Мы живем в культуре, в которой интеллекту отказывают в значимости в погоне за радикальной невинностью или защищают как инструмент власти и репрессий. На мой взгляд, единственный интеллект, который стоит защищать, — это критический, диалектический, скептический, десимплифицирующий. Интеллект, который нацелен на окончательное разрешение (то есть подавление) конфликта, который оправдывает манипуляцию, — конечно, всегда во благо человечества, как блистательно доказывает Великий инквизитор Достоевского, — который глубоко проник в основную традицию научной фантастики, — это не моя нормативная идея интеллекта. Неудивительно, что презрение к интеллекту всегда идет рука об руку с презрением к истории. А история, вне всякого сомнения, трагична. Но я не могу поддержать никакое представление об интеллекте, которое стремится положить конец истории, заменив трагедию, которая делает цивилизацию хотя бы возможной, кошмаром или Славной Мечтой о вечном варварстве.
Я полагаю, защита цивилизации подразумевает защиту интеллекта неавторитарного толка. Но всем современным защитникам цивилизации следует понимать (хотя я не думаю, будто есть смысл повторять это часто): эта цивилизация уже настолько погрязла в варварстве, что ей действительно приходит конец, и мы никак не можем обратить этот процесс. Поэтому в сегодняшней культуре перехода, которую мы можем хотя бы попробовать осознать, не поддаваясь двойственному недугу гиперестезии и пассивности, невозможно занимать комфортную, спокойную позицию. Наверное, самая вразумительная дискуссия о вопросах интеллекта и невинности, цивилизации и варварства, ответственности перед правдой и ответственности перед нуждами людей содержится в либретто оперы Шёнберга Моисей и Арон.

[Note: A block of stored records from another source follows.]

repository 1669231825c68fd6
//! Well-known keys and defaults shared by every crate in the workspace.
//!
//! The label and env keys are part of the contract with the cluster and with the
//! training script running inside each worker, so they live in one place.

/// Label key carrying the [`crate::AttemptLabel`] on every resource of an attempt.
///
/// Teardown selects with `training_attempt=<label>` and nothing else.
pub const LABEL_TRAINING_ATTEMPT: &str = "training_attempt";

/// Label key the endpoint selector matches against (`app=worker{index}`).
pub const LABEL_APP: &str = "app";

/// Env var holding the serialized [`crate::ClusterDescriptor`].
pub const ENV_TF_CONFIG: &str = "TF_CONFIG";

/// Env var holding the worker's own index.
pub const ENV_WORKER_NUMBER: &str = "WORKER_NUMBER";

/// Env var holding the total number of workers in the attempt.
pub const ENV_TOT_WORKERS: &str = "TOT_WORKERS";

/// Name of the config map that carries the payload script.
pub const PAYLOAD_HOLDER_NAME: &str = "script";

/// Data key under which the payload script text is stored.
pub const PAYLOAD_SCRIPT_KEY: &str = "training-script.py";

pub const DEFAULT_WORKERS: u32 = 8;
pub const DEFAULT_PORT: u16 = 1999;
pub const DEFAULT_NAMESPACE: &str = "default";
pub const DEFAULT_IMAGE: &str = "tensorflow/tensorflow:2.0.0b1-py3";
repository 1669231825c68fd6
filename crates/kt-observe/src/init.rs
use tracing::Subscriber;
use tracing_subscriber::{fmt, layer::SubscriberExt, util::SubscriberInitExt};

use crate::{LoggerConfig, LoggerError, LoggerFormat, LoggerResult, timestamp::Rfc3339Timer};

/// Installs the global `tracing` subscriber described by `cfg`.
///
/// Text and JSON events are written to stderr; stdout is left to the program's
/// own output. Fails with [`LoggerError::AlreadyInitialized`] on a second call.
///
/// ```rust
/// use kt_observe::{LoggerConfig, init_logger};
///
/// init_logger(&LoggerConfig::default()).expect("logger");
/// tracing::info!("ready");
/// ```
pub fn init_logger(cfg: &LoggerConfig) -> LoggerResult<()> {
    match cfg.format {
        LoggerFormat::Text => text(cfg),
        LoggerFormat::Json => json(cfg),
        LoggerFormat::Journald => journald(cfg),
    }
}

fn text(cfg: &LoggerConfig) -> LoggerResult<()> {
    let layer = fmt::layer()
        .with_writer(std::io::stderr)
        .with_ansi(cfg.should_use_color())
        .with_target(cfg.with_targets)
        .with_timer(Rfc3339Timer::new(cfg.tz));

    install(
        tracing_subscriber::registry()
            .with(cfg.level.to_env_filter())
            .with(layer),
    )
}

fn json(cfg: &LoggerConfig) -> LoggerResult<()> {
    let layer = fmt::layer()
        .json()
        .with_writer(std::io::stderr)
        .with_ansi(false)
        .with_target(cfg.with_targets)
        .with_timer(Rfc3339Timer::new(cfg.tz));

    install(
        tracing_subscriber::registry()
            .with(cfg.level.to_env_filter())
            .with(layer),
    )
}

#[cfg(target_os = "linux")]
fn journald(cfg: &LoggerConfig) -> LoggerResult<()> {
    let layer =
        tracing_journald::layer().map_err(|e| LoggerError::JournaldInitFailed(e.to_string()))?;
    install(
        tracing_subscriber::registry()
            .with(cfg.level.to_env_filter())
            .with(layer),
    )
}

#[cfg(not(target_os = "linux"))]
fn journald(_cfg: &LoggerConfig) -> LoggerResult<()> {
    Err(LoggerError::JournaldNotSupported)
}

fn install<S>(subscriber: S) -> LoggerResult<()>
where
    S: Subscriber + Send + Sync + 'static,
{
    subscriber
        .try_init()
        .map_err(|_| LoggerError::AlreadyInitialized)
}
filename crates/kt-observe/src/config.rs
use std::io::IsTerminal;

use crate::{LoggerFormat, LoggerLevel, LoggerTimeZone};

/// Logger configuration.
#[derive(Debug, Clone)]
pub struct LoggerConfig {
    pub format: LoggerFormat,
    /// `EnvFilter` expression.
    pub level: LoggerLevel,
    pub tz: LoggerTimeZone,
    /// Print event targets (module paths).
    pub with_targets: bool,
    /// Colour text output; ignored unless stderr is a terminal.
    pub use_color: bool,
}

impl Default for LoggerConfig {
    fn default() -> Self {
        Self {
            format: LoggerFormat::default(),
            level: LoggerLevel::default(),
            tz: LoggerTimeZone::default(),
            with_targets: false,
            use_color: true,
        }
    }
}

impl LoggerConfig {
    pub fn with_level(mut self, level: LoggerLevel) -> Self {
        self.level = level;
        self
    }

    pub fn with_format(mut self, format: LoggerFormat) -> Self {
        self.format = format;
        self
    }

    pub fn with_time_zone(mut self, tz: LoggerTimeZone) -> Self {
        self.tz = tz;
        self
    }

    /// Colour is used only when enabled and stderr, where events are written,
    /// is a terminal.
    pub fn should_use_color(&self) -> bool {
        self.use_color && std::io::stderr().is_terminal()
    }
}
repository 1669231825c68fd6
use thiserror::Error;

#[derive(Debug, Error)]
pub enum LoggerError {
    #[error("invalid log format: {0} (expected: text|json|journald)")]
    InvalidFormat(String),

    #[error("journald is not supported on this platform")]
    JournaldNotSupported,

    #[error("failed to connect to journald: {0}")]
    JournaldInitFailed(String),

    #[error("logger already initialized")]
    AlreadyInitialized,

    #[error("invalid timezone: {0} (expected: utc|local)")]
    InvalidTimeZone(String),

    #[error("invalid log level: {0}")]
    InvalidLevel(String),
}

pub type LoggerResult<T> = Result<T, LoggerError>;
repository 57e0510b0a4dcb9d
//! The evaluation engine for executing a parsed XPath AST against a generic `DataSourceNode`.

use crate::ast::{
    Axis, BinaryOperator, Expression, LocationPath, NodeTest, NodeTypeTest, PathExpr, Step,
    UnaryOperator,
};
use crate::context::EvaluationContext;
use crate::datasource::{DataSourceNode, NodeType};
use crate::error::XPathError;
use crate::node::XPathNode;
use crate::nodeset::NodeSet;
use crate::value::XPathValue;
use crate::{axes, functions, operators};
use log::trace;

/// Evaluates a compiled expression and returns a concrete `XPathValue`.
pub fn evaluate<'a, N: DataSourceNode<'a>>(
    expr: &Expression,
    e_ctx: &EvaluationContext<'a, '_, N>,
) -> Result<XPathValue<'a, N>, XPathError> {
    match expr {
        Expression::Literal(s) => Ok(XPathValue::String(s.clone())),
        Expression::Number(n) => Ok(XPathValue::Number(*n)),
        Expression::LocationPath(path) => {
            let start = if path.is_absolute {
                e_ctx.root()
            } else {
                e_ctx.context_node
            };
            let nodes = evaluate_location_path(path, vec![start], e_ctx)?;
            Ok(XPathValue::NodeSet(nodes))
        }
        Expression::Path(path) => evaluate_path_expr(path, e_ctx),
        Expression::Variable(name) => {
            let (namespace_uri, local_name) = e_ctx.resolve_qname(name)?;
            e_ctx
                .variables
                .get_variable(local_name, namespace_uri.as_deref())
                .ok_or_else(|| XPathError::UndeclaredVariable(name.clone()))
        }
        Expression::FunctionCall { name, args } => functions::call_function(name, args, e_ctx),
        Expression::BinaryOp { left, op, right } => match op {
            // The right operand is only evaluated when the left one does not decide.
            BinaryOperator::Or => Ok(XPathValue::Boolean(
                evaluate(left, e_ctx)?.to_bool() || evaluate(right, e_ctx)?.to_bool(),
            )),
            BinaryOperator::And => Ok(XPathValue::Boolean(
                evaluate(left, e_ctx)?.to_bool() && evaluate(right, e_ctx)?.to_bool(),
            )),
            BinaryOperator::Union => {
                let mut nodes = evaluate(left, e_ctx)?.into_node_set()?;
                let other = evaluate(right, e_ctx)?.into_node_set()?;
                nodes.union(&other);
                Ok(XPathValue::NodeSet(nodes))
            }
            _ => {
                let left_val = evaluate(left, e_ctx)?;
                let right_val = evaluate(right, e_ctx)?;
                operators::evaluate(*op, left_val, right_val)
            }
        },
        Expression::UnaryOp { op, expr } => {
            let val = evaluate(expr, e_ctx)?;
            match op {
                UnaryOperator::Minus => Ok(XPathValue::Number(-val.to_number())),
            }
        }
    }
}

/// `filter[predicates]/path`. A bare filter passes its value through untouched.
fn evaluate_path_expr<'a, N: DataSourceNode<'a>>(
    path: &PathExpr,
    e_ctx: &EvaluationContext<'a, '_, N>,
) -> Result<XPathValue<'a, N>, XPathError> {
    let value = evaluate(&path.filter, e_ctx)?;
    if path.predicates.is_empty() && path.location_path.is_none() {
        return Ok(value);
    }
    let nodes = match value {
        XPathValue::NodeSet(nodes) => nodes.to_sorted(),
        _ => {
            return Err(XPathError::Type(
                "Path expression filter must evaluate to a node-set if predicates or location path are used"
                    .to_string(),
            ));
        }
    };
    let filtered = apply_predicates(nodes, &path.predicates, e_ctx)?;
    let result = match &path.location_path {
        Some(location_path) => evaluate_location_path(location_path, filtered, e_ctx)?,
        None => {
            let mut set = NodeSet::new();
            set.extend(filtered);
            set
        }
    };
    Ok(XPathValue::NodeSet(result))
}

/// Applies each step in turn to the node-set the previous one produced.
fn evaluate_location_path<'a, N: DataSourceNode<'a>>(
    path: &LocationPath,
    start: Vec<XPathNode<'a, N>>,
    e_ctx: &EvaluationContext<'a, '_, N>,
) -> Result<NodeSet<'a, N>, XPathError> {
    let mut current = NodeSet::new();
    current.extend(start);
    for step in &path.steps {
        current = evaluate_step(step, current.unsorted(), e_ctx)?;
    }
    Ok(current)
}

/// Evaluates a single step: axis collection, node test, then predicates, per context node.
fn evaluate_step<'a, N: DataSourceNode<'a>>(
    step: &Step,
    context_nodes: &[XPathNode<'a, N>],
    e_ctx: &EvaluationContext<'a, '_, N>,
) -> Result<NodeSet<'a, N>, XPathError> {
    let namespace_uri = match &step.node_test {
        NodeTest::PrefixWildcard(prefix)
        | NodeTest::Name {
            prefix: Some(prefix),
            ..
        } => Some(e_ctx.resolve_prefix(prefix)?),
        _ => None,
    };

    let mut result = NodeSet::new();
    for &node in context_nodes {
        let candidates: Vec<_> = axes::collect(step.axis, node, e_ctx.virtual_root)
            .into_iter()
            .filter(|candidate| {
                matches_node_test(
                    candidate,
                    &step.node_test,
                    step.axis,
                    namespace_uri.as_deref(),
                    e_ctx,
                )
            })
            .collect();
        result.extend(apply_predicates(candidates, &step.predicates, e_ctx)?);
    }
    trace!("{} selected {} node(s)", step, result.len());
    Ok(result)
}

/// Filters nodes by a `NodeTest`. `namespace_uri` is the test's prefix, already resolved.
fn matches_node_test<'a, N: DataSourceNode<'a>>(
    node: &XPathNode<'a, N>,
    test: &NodeTest,
    axis: Axis,
    namespace_uri: Option<&str>,
    e_ctx: &EvaluationContext<'a, '_, N>,
) -> bool {
    let principal = axis.principal_node_type();
    match test {
        NodeTest::NodeType(NodeTypeTest::Node) => true,
        NodeTest::NodeType(NodeTypeTest::Text) => {
            matches!(node.node_type(), NodeType::Text | NodeType::CData)
        }
        NodeTest::NodeType(NodeTypeTest::Comment) => node.node_type() == NodeType::Comment,
        NodeTest::NodeType(NodeTypeTest::ProcessingInstruction(target)) => {
            node.node_type() == NodeType::ProcessingInstruction
                && target.as_ref().is_none_or(|target| {
                    node.name().is_some_and(|q| q.local_part == target.as_str())
                })
        }
        NodeTest::Wildcard => node.node_type() == principal,
        NodeTest::PrefixWildcard(_) => {
            node.node_type() == principal && node.namespace_uri() == namespace_uri
        }
        NodeTest::Name { prefix, local } => {
            if node.node_type() != principal {
                return false;
            }
            let Some(name) = node.name() else {
                return false;
            };
            let same_local = if e_ctx.case_insensitive {
                name.local_part.to_lowercase() == local.to_lowercase()
            } else {
                name.local_part == local.as_str()
            };
            if !same_local {
                return false;
            }
            match prefix {
                Some(_) => node.namespace_uri() == namespace_uri,
                None => {
                    node.namespace_uri().is_none_or(str::is_empty)
                        || (e_ctx.allow_any_namespace_for_no_prefix && name.prefix.is_none())
                }
            }
        }
    }
}

/// Filters nodes through each predicate in turn. Every stage numbers positions against the
/// nodes the previous stage kept.
fn apply_predicates<'a, N: DataSourceNode<'a>>(
    nodes: Vec<XPathNode<'a, N>>,
    predicates: &[Expression],
    e_ctx: &EvaluationContext<'a, '_, N>,
) -> Result<Vec<XPathNode<'a, N>>, XPathError> {
    let mut current = nodes;
    for predicate in predicates {
        let context_size = current.len();
        let mut kept = Vec::with_capacity(context_size);
        for (i, node) in current.into_iter().enumerate() {
            let predicate_ctx = e_ctx.with_node(node, i + 1, context_size);
            let keep = match evaluate(predicate, &predicate_ctx)? {
                XPathValue::Number(n) => n == (i + 1) as f64,
                other => other.to_bool(),
            };
            if keep {
                kept.push(node);
            }
        }
        current = kept;
    }
    Ok(current)
}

Достоевский не дает Иисусу ответить на монолог Великого инквизитора, несмотря на то что весь роман как раз готовит нас к тому, чтобы мы смогли истолковать его ответ. Но Моисей и Арон отвечают на аргументацию друг друга. И хотя весь тон оперы за счет драматургии и музыки Шёнберга говорит против взглядов Арона и в пользу Слова Моисея, их доводы звучат в равной степени убедительно. В результате спор остается неразрешенным, и он действительно не может быть разрешен, поскольку эти вопросы невероятно сложны. Моисей и Арон оба правы. И любой серьезный спор о культуре — который должен быть в конечном счете спором об истине — обязан уважать эту сложность.